Gaming Innovation Group (GiG) has signed an agreement with Finnplay Group-owned Nano Casino, for the provision of its affiliate marketing compliance tool, GiG Comply.

The supplier said the automated marketing compliance solution enables operators to scan web pages for content including links and igaming ‘code red’ words.

It works by using its rules engine to analyse snapshots from affiliate marketing campaigns, and provides operators with the promotional content that is being used to promote its brand.

GiG says the tool is flexible and allows operators to set up their own criteria and checklist parameters that can be tailored to their own market-specific requirements.

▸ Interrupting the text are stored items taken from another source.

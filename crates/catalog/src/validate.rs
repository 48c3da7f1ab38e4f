//! Checks applied to user-entered favorites and applications before they
//! reach a catalog. The catalogs themselves accept any strings.

use crate::favorites::{FavoriteKind, NewFavorite};
use crate::history::NewHistoryItem;
use regex::Regex;
use std::sync::OnceLock;
use thiserror::Error;

/// Title used when nothing better can be inferred from a path.
pub const FALLBACK_APP_TITLE: &str = "Custom App";

/// Extensions accepted without confirmation.
pub const LAUNCHABLE_EXTENSIONS: [&str; 4] = ["exe", "lnk", "bat", "cmd"];

#[derive(Debug, Clone, PartialEq, Eq, Error)]
pub enum InputError {
    #[error("Please enter a title.")]
    MissingTitle,

    #[error("Enter a valid URL starting with http:// or https://")]
    InvalidUrl,

    #[error("Enter an application path (e.g., C:\\Program Files\\App\\app.exe)")]
    MissingPath,

    #[error("Path does not end with .exe/.lnk/.bat/.cmd: {0}")]
    UnrecognizedExtension(String),
}

impl InputError {
    /// Whether the user may override this error by confirming.
    pub fn needs_confirmation(&self) -> bool {
        matches!(self, InputError::UnrecognizedExtension(_))
    }
}

fn launchable_re() -> Option<&'static Regex> {
    static RE: OnceLock<Option<Regex>> = OnceLock::new();
    RE.get_or_init(|| Regex::new(r"(?i)\.(exe|lnk|bat|cmd)$").ok())
        .as_ref()
}

fn web_url_re() -> Option<&'static Regex> {
    static RE: OnceLock<Option<Regex>> = OnceLock::new();
    RE.get_or_init(|| Regex::new(r"(?i)^https?://").ok()).as_ref()
}

/// Path ends in a launchable extension (case-insensitive).
pub fn is_launchable_path(path: &str) -> bool {
    launchable_re().is_some_and(|re| re.is_match(path.trim()))
}

/// Starts with `http://` or `https://` (case-insensitive).
pub fn is_web_url(url: &str) -> bool {
    web_url_re().is_some_and(|re| re.is_match(url.trim()))
}

/// Friendly title from a picked path: the file name without a launchable
/// extension.
pub fn infer_title_from_path(path: &str) -> String {
    let normalized = path.trim().replace('\\', "/");
    let base = normalized.rsplit('/').next().unwrap_or_default();
    let stripped = match launchable_re() {
        Some(re) => re.replace(base, "").into_owned(),
        None => base.to_string(),
    };
    let title = stripped.trim();
    if title.is_empty() {
        FALLBACK_APP_TITLE.to_string()
    } else {
        title.to_string()
    }
}

fn check_app_path(path: &str, confirmed: bool) -> Result<(), InputError> {
    let path = path.trim();
    if path.is_empty() {
        return Err(InputError::MissingPath);
    }
    if !confirmed && !is_launchable_path(path) {
        return Err(InputError::UnrecognizedExtension(path.to_string()));
    }
    Ok(())
}

/// Validate a favorite. `confirmed` waives the extension check.
pub fn validate_favorite(input: &NewFavorite, confirmed: bool) -> Result<(), InputError> {
    if input.title.trim().is_empty() {
        return Err(InputError::MissingTitle);
    }
    match input.kind {
        FavoriteKind::Url if !is_web_url(&input.path_or_url) => Err(InputError::InvalidUrl),
        FavoriteKind::Url => Ok(()),
        FavoriteKind::App => check_app_path(&input.path_or_url, confirmed),
    }
}

/// Validate a manually entered application. `confirmed` waives the
/// extension check.
pub fn validate_history(input: &NewHistoryItem, confirmed: bool) -> Result<(), InputError> {
    if input.title.trim().is_empty() {
        return Err(InputError::MissingTitle);
    }
    check_app_path(&input.path, confirmed)
}
#[cfg(test)]
mod tests {
    use super::*;
    use proptest::prelude::*;

    fn cells(pairs: &[(usize, usize)]) -> BTreeSet<Cell> {
        pairs.iter().map(|&(r, c)| Cell::new(r, c)).collect()
    }

    #[test]
    fn test_rect_selection_inclusive() {
        let rect = rect_selection(Cell::new(1, 1), Cell::new(2, 3));
        assert_eq!(rect.len(), 6);
        assert!(rect.contains(&Cell::new(1, 1)));
        assert!(rect.contains(&Cell::new(2, 3)));
        assert!(!rect.contains(&Cell::new(3, 3)));
    }

    #[test]
    fn test_rect_selection_single_cell() {
        let rect = rect_selection(Cell::new(4, 2), Cell::new(4, 2));
        assert_eq!(rect, cells(&[(4, 2)]));
    }

    #[test]
    fn test_begin_drag_selects_anchor() {
        let mut engine = GridSelectionEngine::default();
        engine.begin_drag(3, 4, Modifiers::none()).unwrap();
        assert!(engine.is_dragging());
        assert_eq!(engine.selection(), &cells(&[(3, 4)]));
    }

    #[test]
    fn test_drag_up_left_matches_down_right() {
        let mut down_right = GridSelectionEngine::default();
        down_right.begin_drag(1, 1, Modifiers::none()).unwrap();
        down_right.update_drag(4, 3).unwrap();

        let mut up_left = GridSelectionEngine::default();
        up_left.begin_drag(4, 3, Modifiers::none()).unwrap();
        up_left.update_drag(1, 1).unwrap();

        assert_eq!(down_right.selection(), up_left.selection());
        assert_eq!(down_right.selection().len(), 12);
    }

    #[test]
    fn test_update_drag_shrinks_rectangle() {
        let mut engine = GridSelectionEngine::default();
        engine.begin_drag(0, 0, Modifiers::none()).unwrap();
        engine.update_drag(3, 3).unwrap();
        assert_eq!(engine.selection().len(), 16);
        engine.update_drag(1, 0).unwrap();
        assert_eq!(engine.selection(), &cells(&[(0, 0), (1, 0)]));
    }

    #[test]
    fn test_non_additive_discards_prior_selection() {
        let mut engine = GridSelectionEngine::default();
        engine.toggle_cell(5, 5).unwrap();
        engine.begin_drag(0, 0, Modifiers::none()).unwrap();
        engine.update_drag(0, 1).unwrap();
        assert_eq!(engine.selection(), &cells(&[(0, 0), (0, 1)]));
    }

    #[test]
    fn test_additive_drag_keeps_prior_selection() {
        let mut engine = GridSelectionEngine::default();
        engine.begin_drag(0, 0, Modifiers::none()).unwrap();
        engine.update_drag(0, 1).unwrap();
        engine.end_drag();

        engine.begin_drag(3, 3, Modifiers::ctrl()).unwrap();
        assert_eq!(engine.selection(), &cells(&[(0, 0), (0, 1), (3, 3)]));

        engine.update_drag(4, 3).unwrap();
        assert_eq!(engine.selection(), &cells(&[(0, 0), (0, 1), (3, 3), (4, 3)]));

        // Shrinking the rectangle never drops base cells
        engine.update_drag(3, 3).unwrap();
        assert_eq!(engine.selection(), &cells(&[(0, 0), (0, 1), (3, 3)]));
    }

    #[test]
    fn test_meta_and_shift_are_additive() {
        let meta = Modifiers {
            meta: true,
            ..Modifiers::default()
        };
        let shift = Modifiers {
            shift: true,
            ..Modifiers::default()
        };
        assert!(meta.is_additive());
        assert!(shift.is_additive());
        assert!(!Modifiers::none().is_additive());
    }

    #[test]
    fn test_update_drag_when_idle_is_noop() {
        let mut engine = GridSelectionEngine::default();
        engine.toggle_cell(2, 2).unwrap();
        engine.update_drag(4, 4).unwrap();
        assert_eq!(engine.selection(), &cells(&[(2, 2)]));
        assert!(!engine.is_dragging());
    }

    #[test]
    fn test_end_drag_keeps_selection_and_tolerates_idle() {
        let mut engine = GridSelectionEngine::default();
        engine.end_drag();
        assert!(!engine.is_dragging());

        engine.begin_drag(0, 0, Modifiers::none()).unwrap();
        engine.update_drag(1, 1).unwrap();
        engine.end_drag();
        assert!(!engine.is_dragging());
        assert_eq!(engine.selection().len(), 4);

        // Stray pointer move after release does nothing
        engine.update_drag(5, 5).unwrap();
        assert_eq!(engine.selection().len(), 4);
    }

    #[test]
    fn test_toggle_cell() {
        let mut engine = GridSelectionEngine::default();
        engine.toggle_cell(1, 2).unwrap();
        assert!(engine.is_selected(Cell::new(1, 2)));
        engine.toggle_cell(1, 2).unwrap();
        assert!(!engine.is_selected(Cell::new(1, 2)));
    }

    #[test]
    fn test_clear_selection_cancels_drag() {
        let mut engine = GridSelectionEngine::default();
        engine.begin_drag(0, 0, Modifiers::none()).unwrap();
        engine.update_drag(2, 2).unwrap();
        engine.clear_selection();
        assert!(engine.selection().is_empty());
        assert!(!engine.is_dragging());

        engine.update_drag(3, 3).unwrap();
        assert!(engine.selection().is_empty());
    }

    #[test]
    fn test_out_of_range_rejected_without_side_effects() {
        let mut engine = GridSelectionEngine::default();
        engine.begin_drag(1, 1, Modifiers::none()).unwrap();
        let before = engine.selection().clone();

        assert!(matches!(
            engine.update_drag(6, 0),
            Err(GridError::CellOutOfBounds { row: 6, .. })
        ));
        assert!(engine.begin_drag(0, 9, Modifiers::none()).is_err());
        assert!(engine.toggle_cell(7, 7).is_err());

        assert_eq!(engine.selection(), &before);
        assert!(engine.is_dragging());
        assert!(engine.assignment_at(6, 6).is_err());
    }

    #[test]
    fn test_assign_without_armed_app_is_noop() {
        let mut engine = GridSelectionEngine::default();
        engine.toggle_cell(0, 0).unwrap();
        assert_eq!(engine.assign_selected(None), 0);
        assert_eq!(engine.assignments().assigned_count(), 0);
    }

    #[test]
    fn test_assign_and_unassign_selected() {
        let mut engine = GridSelectionEngine::default();
        engine.begin_drag(0, 0, Modifiers::none()).unwrap();
        engine.update_drag(0, 2).unwrap();
        engine.end_drag();

        assert_eq!(engine.assign_selected(Some(AppId::Outlook)), 3);
        assert_eq!(engine.assignment_at(0, 1).unwrap(), Some(AppId::Outlook));
        assert_eq!(engine.selection().len(), 3);

        engine.clear_selection();
        engine.toggle_cell(0, 1).unwrap();
        assert_eq!(engine.unassign_selected(), 1);
        assert_eq!(engine.assignment_at(0, 1).unwrap(), None);
        assert_eq!(engine.assignment_at(0, 2).unwrap(), Some(AppId::Outlook));
    }

    #[test]
    fn test_unassign_with_empty_selection() {
        let mut engine = GridSelectionEngine::default();
        engine.toggle_cell(0, 0).unwrap();
        engine.assign_selected(Some(AppId::Chrome));
        engine.clear_selection();
        assert_eq!(engine.unassign_selected(), 0);
        assert_eq!(engine.assignments().assigned_count(), 1);
    }

    #[test]
    fn test_clear_grid_ignores_selection() {
        let mut engine = GridSelectionEngine::default();
        engine.begin_drag(0, 0, Modifiers::none()).unwrap();
        engine.update_drag(5, 5).unwrap();
        engine.assign_selected(Some(AppId::Notepad));
        engine.clear_selection();

        engine.clear_grid();
        assert_eq!(engine.assignments().assigned_count(), 0);
        assert_eq!(engine.assignments().len(), 36);
    }

    #[test]
    fn test_paste_without_clipboard_is_noop() {
        let mut engine = GridSelectionEngine::default();
        engine.toggle_cell(1, 1).unwrap();
        engine.assign_selected(Some(AppId::GitHub));
        assert!(!engine.paste_grid());
        assert_eq!(engine.assignment_at(1, 1).unwrap(), Some(AppId::GitHub));
    }

    #[test]
    fn test_copy_clear_paste_round_trip() {
        let mut engine = GridSelectionEngine::default();
        engine.begin_drag(2, 2, Modifiers::none()).unwrap();
        engine.update_drag(3, 4).unwrap();
        engine.assign_selected(Some(AppId::VsCode));
        engine.clear_selection();
        engine.toggle_cell(0, 5).unwrap();
        engine.assign_selected(Some(AppId::Chrome));

        let before = engine.assignments().clone();
        engine.copy_grid();
        engine.clear_grid();
        assert_ne!(engine.assignments(), &before);

        assert!(engine.paste_grid());
        assert_eq!(engine.assignments(), &before);

        // Clipboard survives a paste
        engine.clear_grid();
        assert!(engine.paste_grid());
        assert_eq!(engine.assignments(), &before);
    }

    #[test]
    fn test_copy_overwrites_previous_snapshot() {
        let mut engine = GridSelectionEngine::default();
        engine.toggle_cell(0, 0).unwrap();
        engine.assign_selected(Some(AppId::Chrome));
        engine.copy_grid();

        engine.assign_selected(Some(AppId::Outlook));
        engine.copy_grid();

        engine.clear_grid();
        engine.paste_grid();
        assert_eq!(engine.assignment_at(0, 0).unwrap(), Some(AppId::Outlook));
    }

    #[test]
    fn test_clipboard_is_a_deep_snapshot() {
        let mut engine = GridSelectionEngine::default();
        engine.toggle_cell(0, 0).unwrap();
        engine.assign_selected(Some(AppId::Chrome));
        engine.copy_grid();

        engine.assign_selected(Some(AppId::Notepad));
        let clip = engine.clipboard().unwrap();
        assert_eq!(clip.get(Cell::new(0, 0)).unwrap(), Some(AppId::Chrome));
    }

    #[test]
    fn test_two_by_two_scenario() {
        let mut engine = GridSelectionEngine::new(GridSize::new(6, 6));
        engine.begin_drag(1, 1, Modifiers::none()).unwrap();
        engine.update_drag(2, 2).unwrap();
        assert_eq!(engine.selection(), &cells(&[(1, 1), (1, 2), (2, 1), (2, 2)]));

        engine.assign_selected(Some(AppId::Chrome));
        let keyed = engine.assignments().to_keyed();
        assert_eq!(keyed.len(), 36);
        let chrome: Vec<&String> = keyed
            .iter()
            .filter(|(_, app)| **app == Some(AppId::Chrome))
            .map(|(key, _)| key)
            .collect();
        assert_eq!(chrome, vec!["1,1", "1,2", "2,1", "2,2"]);
        assert_eq!(keyed.values().filter(|app| app.is_none()).count(), 32);

        engine.end_drag();
        assert_eq!(engine.selection().len(), 4);

        engine.clear_selection();
        assert!(engine.selection().is_empty());
        assert_eq!(engine.assignments().assigned_count(), 4);
    }

    fn arb_cell() -> impl Strategy<Value = (usize, usize)> {
        (0usize..6, 0usize..6)
    }

    proptest! {
        #[test]
        fn selection_depends_only_on_corner_pair(a in arb_cell(), b in arb_cell()) {
            let mut forward = GridSelectionEngine::default();
            forward.begin_drag(a.0, a.1, Modifiers::none()).unwrap();
            forward.update_drag(b.0, b.1).unwrap();

            let mut reverse = GridSelectionEngine::default();
            reverse.begin_drag(b.0, b.1, Modifiers::none()).unwrap();
            reverse.update_drag(a.0, a.1).unwrap();

            prop_assert_eq!(forward.selection(), reverse.selection());
            let expected = (a.0.abs_diff(b.0) + 1) * (a.1.abs_diff(b.1) + 1);
            prop_assert_eq!(forward.selection().len(), expected);
        }

        #[test]
        fn additive_gesture_preserves_prior_selection(
            prior in proptest::collection::btree_set(arb_cell(), 0..10),
            anchor in arb_cell(),
            steps in proptest::collection::vec(arb_cell(), 1..6),
        ) {
            let mut engine = GridSelectionEngine::default();
            for &(r, c) in &prior {
                engine.toggle_cell(r, c).unwrap();
            }
            let base = engine.selection().clone();

            engine.begin_drag(anchor.0, anchor.1, Modifiers::ctrl()).unwrap();
            prop_assert!(base.is_subset(engine.selection()));
            for &(r, c) in &steps {
                engine.update_drag(r, c).unwrap();
                prop_assert!(base.is_subset(engine.selection()));
            }
        }

        #[test]
        fn replacing_gesture_stays_inside_rectangle(
            prior in proptest::collection::btree_set(arb_cell(), 0..10),
            anchor in arb_cell(),
            current in arb_cell(),
        ) {
            let mut engine = GridSelectionEngine::default();
            for &(r, c) in &prior {
                engine.toggle_cell(r, c).unwrap();
            }

            engine.begin_drag(anchor.0, anchor.1, Modifiers::none()).unwrap();
            engine.update_drag(current.0, current.1).unwrap();

            let rect = rect_selection(
                Cell::new(anchor.0, anchor.1),
                Cell::new(current.0, current.1),
            );
            prop_assert_eq!(engine.selection(), &rect);
        }

        #[test]
        fn assignment_map_stays_total(ops in proptest::collection::vec(0u8..6, 0..40)) {
            let mut engine = GridSelectionEngine::default();
            for (i, op) in ops.iter().enumerate() {
                let r = i % 6;
                let c = (i * 5) % 6;
                match op {
                    0 => { engine.toggle_cell(r, c).unwrap(); }
                    1 => { engine.assign_selected(Some(AppId::Chrome)); }
                    2 => { engine.unassign_selected(); }
                    3 => engine.clear_grid(),
                    4 => engine.copy_grid(),
                    _ => { engine.paste_grid(); }
                }
                prop_assert_eq!(engine.assignments().len(), 36);
                let keyed = engine.assignments().to_keyed();
                prop_assert_eq!(keyed.len(), 36);
                for key in keyed.keys() {
                    let cell = Cell::parse_key(key).unwrap();
                    prop_assert!(engine.size().contains(cell));
                }
            }
        }
    }
}
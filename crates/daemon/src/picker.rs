//! File picker used by the "browse for application" flow.
//!
//! The picker is chosen once at startup. When no native picker exists the
//! UI falls back to manual path entry.

use crate::config::PickerConfig;
use std::future::Future;
use std::pin::Pin;
use std::process::Stdio;
use thiserror::Error;
use tracing::{debug, info, warn};

/// File types offered by the application dialog.
pub const APP_FILTER: [&str; 4] = ["*.exe", "*.lnk", "*.bat", "*.cmd"];

#[derive(Debug, Error)]
pub enum PickerError {
    #[error("Native picker unavailable")]
    Unavailable,

    #[error("Picker failed: {0}")]
    Failed(String),
}

/// Outcome of a pick: `None` when the user cancelled.
pub type PickFuture<'a> =
    Pin<Box<dyn Future<Output = Result<Option<String>, PickerError>> + Send + 'a>>;

/// What the dialog should show.
#[derive(Debug, Clone, PartialEq, Eq)]
pub struct PickRequest {
    pub title: String,
    pub filters: Vec<String>,
}

impl PickRequest {
    pub fn application(title: impl Into<String>) -> Self {
        Self {
            title: title.into(),
            filters: APP_FILTER.iter().map(|f| f.to_string()).collect(),
        }
    }
}

/// Asks the user for a file-system path.
///
/// Dropping the returned future abandons the request.
pub trait PathPicker: Send + Sync {
    fn is_available(&self) -> bool;

    fn pick<'a>(&'a self, request: &'a PickRequest) -> PickFuture<'a>;
}

/// Picker for environments without a native dialog.
#[derive(Debug, Default)]
pub struct UnavailablePicker;

impl PathPicker for UnavailablePicker {
    fn is_available(&self) -> bool {
        false
    }

    fn pick<'a>(&'a self, _request: &'a PickRequest) -> PickFuture<'a> {
        Box::pin(async { Err(PickerError::Unavailable) })
    }
}

/// Runs an external dialog program and reads the chosen path from stdout.
///
/// `{title}` and `{filter}` in the arguments are substituted per request.
/// A non-zero exit status or empty output means the user cancelled.
#[derive(Debug, Clone)]
pub struct CommandPicker {
    program: String,
    args: Vec<String>,
}

impl CommandPicker {
    pub fn new(program: impl Into<String>, args: Vec<String>) -> Self {
        Self {
            program: program.into(),
            args,
        }
    }

    fn expand_args(&self, request: &PickRequest) -> Vec<String> {
        let filter = request.filters.join(" ");
        self.args
            .iter()
            .map(|arg| {
                arg.replace("{title}", &request.title)
                    .replace("{filter}", &filter)
            })
            .collect()
    }

    async fn run(&self, request: &PickRequest) -> Result<Option<String>, PickerError> {
        let args = self.expand_args(request);
        debug!("Running picker: {} {:?}", self.program, args);

        let output = tokio::process::Command::new(&self.program)
            .args(&args)
            .stdin(Stdio::null())
            .stdout(Stdio::piped())
            .stderr(Stdio::null())
            .kill_on_drop(true)
            .output()
            .await
            .map_err(|e| {
                warn!("Failed to start picker {}: {}", self.program, e);
                PickerError::Unavailable
            })?;

        if !output.status.success() {
            debug!("Picker exited with {}", output.status);
            return Ok(None);
        }

        let stdout = String::from_utf8(output.stdout)
            .map_err(|e| PickerError::Failed(format!("picker output is not UTF-8: {}", e)))?;
        let path = stdout.lines().next().unwrap_or_default().trim();
        if path.is_empty() {
            Ok(None)
        } else {
            Ok(Some(path.to_string()))
        }
    }
}

impl PathPicker for CommandPicker {
    fn is_available(&self) -> bool {
        true
    }

    fn pick<'a>(&'a self, request: &'a PickRequest) -> PickFuture<'a> {
        Box::pin(self.run(request))
    }
}

/// Choose the picker for this process.
pub fn picker_from_config(config: &PickerConfig) -> Box<dyn PathPicker> {
    match config.command.as_deref().map(str::trim) {
        Some(program) if !program.is_empty() => {
            info!("Using external file picker: {}", program);
            Box::new(CommandPicker::new(program, config.args.clone()))
        }
        _ => {
            info!("No file picker configured; paths must be typed manually");
            Box::new(UnavailablePicker)
        }
    }
}
//! Instadesk IPC Protocol
//!
//! Shared types for communication between a presentation layer and the
//! state host. Each message is one JSON object on its own line.

use instadesk_catalog::{Favorite, FavoriteKind, FavoritePatch, HistoryItem};
use instadesk_core_layout::{
    AppId, Modifiers, Monitor, Preset, PresetId, Rect, UrlBuilderDraft, UrlOpenMode,
};
use serde::{Deserialize, Serialize};
use std::collections::BTreeMap;
use thiserror::Error;

/// Maximum size of a single message line in bytes.
pub const MAX_IPC_MESSAGE_SIZE: usize = 64 * 1024;

/// Response line used when a response cannot be serialized.
const SERIALIZATION_FAILURE_LINE: &str =
    "{\"status\":\"error\",\"message\":\"Internal serialization error\"}";

/// Commands sent from the UI to the state host.
#[derive(Debug, Clone, PartialEq, Serialize, Deserialize)]
#[serde(tag = "type", rename_all = "snake_case")]
pub enum IpcCommand {
    // Grid selection
    /// Pointer down on a cell.
    BeginDrag {
        row: usize,
        col: usize,
        /// Modifiers held at pointer down; any set flag makes the gesture additive.
        #[serde(default)]
        modifiers: Modifiers,
    },
    /// Pointer entered a cell.
    UpdateDrag { row: usize, col: usize },
    /// Pointer up.
    EndDrag,
    /// Flip a single cell's selection.
    ToggleCell { row: usize, col: usize },
    /// Empty the selection (also the Escape handler).
    ClearSelection,

    // Assignment
    /// Arm (or disarm) the application used by `assign_selected`.
    SetSelectedApp {
        #[serde(default)]
        app: Option<AppId>,
    },
    AssignSelected,
    UnassignSelected,
    ClearGrid,
    CopyGrid,
    PasteGrid,
    /// Query selection, assignments and drag state.
    QueryGrid,

    // Monitors
    SetCurrentMonitor { monitor_id: String },
    SetPendingPreset {
        monitor_id: String,
        #[serde(default)]
        preset: Option<PresetId>,
    },
    QueryMonitors,

    // Favorites
    ListFavorites,
    AddFavorite {
        kind: FavoriteKind,
        title: String,
        path_or_url: String,
        #[serde(default)]
        icon: Option<String>,
        /// Accept a path without a launchable extension.
        #[serde(default)]
        force: bool,
    },
    UpdateFavorite { id: String, patch: FavoritePatch },
    RemoveFavorite { id: String },
    ClearFavorites,

    // History
    ListHistory,
    AddHistory {
        title: String,
        path: String,
        #[serde(default)]
        force: bool,
    },
    /// Ask the file picker for an application path and record it in history.
    BrowseApp {
        #[serde(default)]
        title: Option<String>,
    },
    RemoveHistory { id: String },
    ClearHistory,

    // URL builder
    SetUrlBrowser {
        #[serde(default)]
        browser: Option<String>,
    },
    SetUrlOpenMode { mode: UrlOpenMode },
    AddBrowser { name: String },
    AddTabGroup,
    SetTabTitle { group_id: String, title: String },
    SetUrlLine {
        group_id: String,
        index: usize,
        value: String,
    },
    AddUrlLine { group_id: String },
    ResetUrlBuilder,
    QueryUrlBuilder,

    /// Stop the state host.
    Stop,
}

/// Responses from the state host to the UI.
#[derive(Debug, Clone, PartialEq, Serialize, Deserialize)]
#[serde(tag = "status", rename_all = "snake_case")]
pub enum IpcResponse {
    /// Command executed successfully.
    Ok,
    /// Command failed with an error.
    Error { message: String },
    /// Nothing failed, but the user should be told something.
    Info { message: String },
    /// Input was rejected until the user confirms it (resend with `force`).
    NeedsConfirmation { message: String },
    /// Grid state query response.
    GridState {
        rows: usize,
        cols: usize,
        /// Selected cell keys (`"row,col"`), sorted.
        selection: Vec<String>,
        /// Every cell key of the grid mapped to its application.
        assignments: BTreeMap<String, Option<AppId>>,
        selected_app: Option<AppId>,
        dragging: bool,
        has_clipboard: bool,
    },
    /// Monitor board query response.
    Monitors {
        monitors: Vec<Monitor>,
        presets: Vec<Preset>,
        current: String,
        pending: BTreeMap<String, Option<PresetId>>,
        /// Bounding box of all monitors in preview coordinates.
        extent: Option<Rect>,
    },
    Favorites { items: Vec<Favorite> },
    /// A single favorite; `None` when the id was not found.
    Favorite { item: Option<Favorite> },
    /// History, newest first.
    History { items: Vec<HistoryItem> },
    HistoryItem { item: HistoryItem },
    UrlBuilder {
        draft: UrlBuilderDraft,
        browsers: Vec<String>,
    },
}

impl IpcResponse {
    /// Create an error response.
    pub fn error(message: impl Into<String>) -> Self {
        Self::Error {
            message: message.into(),
        }
    }

    /// Create an informational response.
    pub fn info(message: impl Into<String>) -> Self {
        Self::Info {
            message: message.into(),
        }
    }

    pub fn needs_confirmation(message: impl Into<String>) -> Self {
        Self::NeedsConfirmation {
            message: message.into(),
        }
    }
}

/// Errors decoding a command line.
#[derive(Debug, Error)]
pub enum ProtocolError {
    #[error("Message too large: {0} bytes (max {max})", max = MAX_IPC_MESSAGE_SIZE)]
    TooLarge(usize),

    #[error("Invalid command: {0}")]
    Malformed(#[from] serde_json::Error),
}

/// Parse one command line (surrounding whitespace ignored).
pub fn decode_command(line: &str) -> Result<IpcCommand, ProtocolError> {
    let line = line.trim();
    if line.len() > MAX_IPC_MESSAGE_SIZE {
        return Err(ProtocolError::TooLarge(line.len()));
    }
    Ok(serde_json::from_str(line)?)
}

/// Serialize a response as one newline-terminated line.
pub fn encode_response(response: &IpcResponse) -> String {
    match serde_json::to_string(response) {
        Ok(json) => json + "\n",
        Err(_) => format!("{}\n", SERIALIZATION_FAILURE_LINE),
    }
}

“At Nano Casino we strive to ensure not only player satisfaction but also compliance with the different legislation applicable in each jurisdiction we operate in and we believe that our partnership with GiG will make us reach this goal much more efficiently and holistically,” said Daniel Lilja, Nano Casino’s head of marketing.

Jonas Warrer, managing director at GiG Media, added: ‘’It’s now more important than ever for operators to ensure that their marketing efforts meet market-specific legislation and advertising standards globally.”

“We are proud to add Nano Casino to our partners’ list and are happy that they have chosen GiG Comply as their partner of choice to help support them with their marketing compliance strategy for 2021”

The intellectual rights to Nano Casino were transferred to Finnplay Group’s Viral Interactive B2B subsidiary from Global Gaming in July 2020.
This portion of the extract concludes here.